▶ **What you will do**: Please find the lines in the entries below that contain the word "LoggingObserver", and copy each one.

***** Information shown *****

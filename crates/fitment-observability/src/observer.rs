//! Selector observer that writes structured logs.

use fitment_core::selector::{SelectorObserver, SelectorTrace};

use crate::logging::{LogLevel, StructuredLogger};

/// Logs every selector trace through a [`StructuredLogger`].
///
/// Selections and failures log at info/warn; fetch bookkeeping at debug.
#[derive(Debug, Clone)]
pub struct LoggingObserver {
    logger: StructuredLogger,
}

impl LoggingObserver {
    pub fn new(logger: StructuredLogger) -> Self {
        Self { logger }
    }

    pub fn logger(&self) -> &StructuredLogger {
        &self.logger
    }
}

fn level_for(trace: &SelectorTrace) -> LogLevel {
    match trace {
        SelectorTrace::Selected { .. } | SelectorTrace::Cleared => LogLevel::Info,
        SelectorTrace::FetchFailed { .. } => LogLevel::Warn,
        SelectorTrace::FetchIssued { .. }
        | SelectorTrace::FetchApplied { .. }
        | SelectorTrace::StaleDiscarded { .. } => LogLevel::Debug,
    }
}

impl SelectorObserver for LoggingObserver {
    fn on_trace(&self, trace: &SelectorTrace) {
        let level = level_for(trace);
        if !self.logger.enabled(level) {
            return;
        }

        let mut entry = self.logger.builder(level, trace.name());
        if let Some(step) = trace.level() {
            entry = entry.field("step", step.as_str());
        }
        entry = match trace {
            SelectorTrace::Selected { option_id, .. } => entry.field("option", option_id.as_str()),
            SelectorTrace::Cleared => entry,
            SelectorTrace::FetchIssued { token, parent_id, .. } => {
                let entry = entry.field_u64("token", *token);
                match parent_id {
                    Some(parent) => entry.field("parent", parent.as_str()),
                    None => entry,
                }
            }
            SelectorTrace::FetchApplied { token, options, elapsed, .. } => entry
                .field_u64("token", *token)
                .field_u64("options", *options as u64)
                .duration_us("fetch_us", *elapsed),
            SelectorTrace::FetchFailed { token, reason, elapsed, .. } => entry
                .field_u64("token", *token)
                .field("reason", reason.as_str())
                .duration_us("fetch_us", *elapsed),
            SelectorTrace::StaleDiscarded { token, elapsed, .. } => entry
                .field_u64("token", *token)
                .duration_us("fetch_us", *elapsed),
        };
        entry.emit();
    }
}

#[cfg(test)]
mod tests {
    use super::*;
    use crate::logging::LogSink;
    use fitment_core::vehicle::Level;
    use fitment_core::SessionId;
    use std::sync::{Arc, Mutex};
    use std::time::Duration;

    #[test]
    fn test_logs_traces_above_min_level() {
        let entries = Arc::new(Mutex::new(Vec::new()));
        let logger = StructuredLogger::new(SessionId::new("s-1"))
            .with_min_level(LogLevel::Info)
            .with_sink(LogSink::Memory(Arc::clone(&entries)));
        let observer = LoggingObserver::new(logger);

        observer.on_trace(&SelectorTrace::FetchIssued {
            level: Level::Brand,
            token: 1,
            parent_id: None,
        });
        observer.on_trace(&SelectorTrace::Selected {
            level: Level::Brand,
            option_id: "bmw".into(),
        });
        observer.on_trace(&SelectorTrace::FetchFailed {
            level: Level::Model,
            token: 2,
            reason: "Transport error: reset".into(),
            elapsed: Duration::from_millis(5),
        });

        let entries = entries.lock().unwrap();
        assert_eq!(entries.len(), 2);
        assert_eq!(entries[0].message, "selected");
        assert_eq!(entries[0].fields["option"], "bmw");
        assert_eq!(entries[1].level, LogLevel::Warn);
        assert_eq!(entries[1].fields["step"], "model");
        assert_eq!(entries[1].fields["fetch_us"], 5000);
    }
}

*****

▶ **Answer box**:
pub struct LoggingObserver {
impl LoggingObserver {
impl SelectorObserver for LoggingObserver {
        let observer = LoggingObserver::new(logger);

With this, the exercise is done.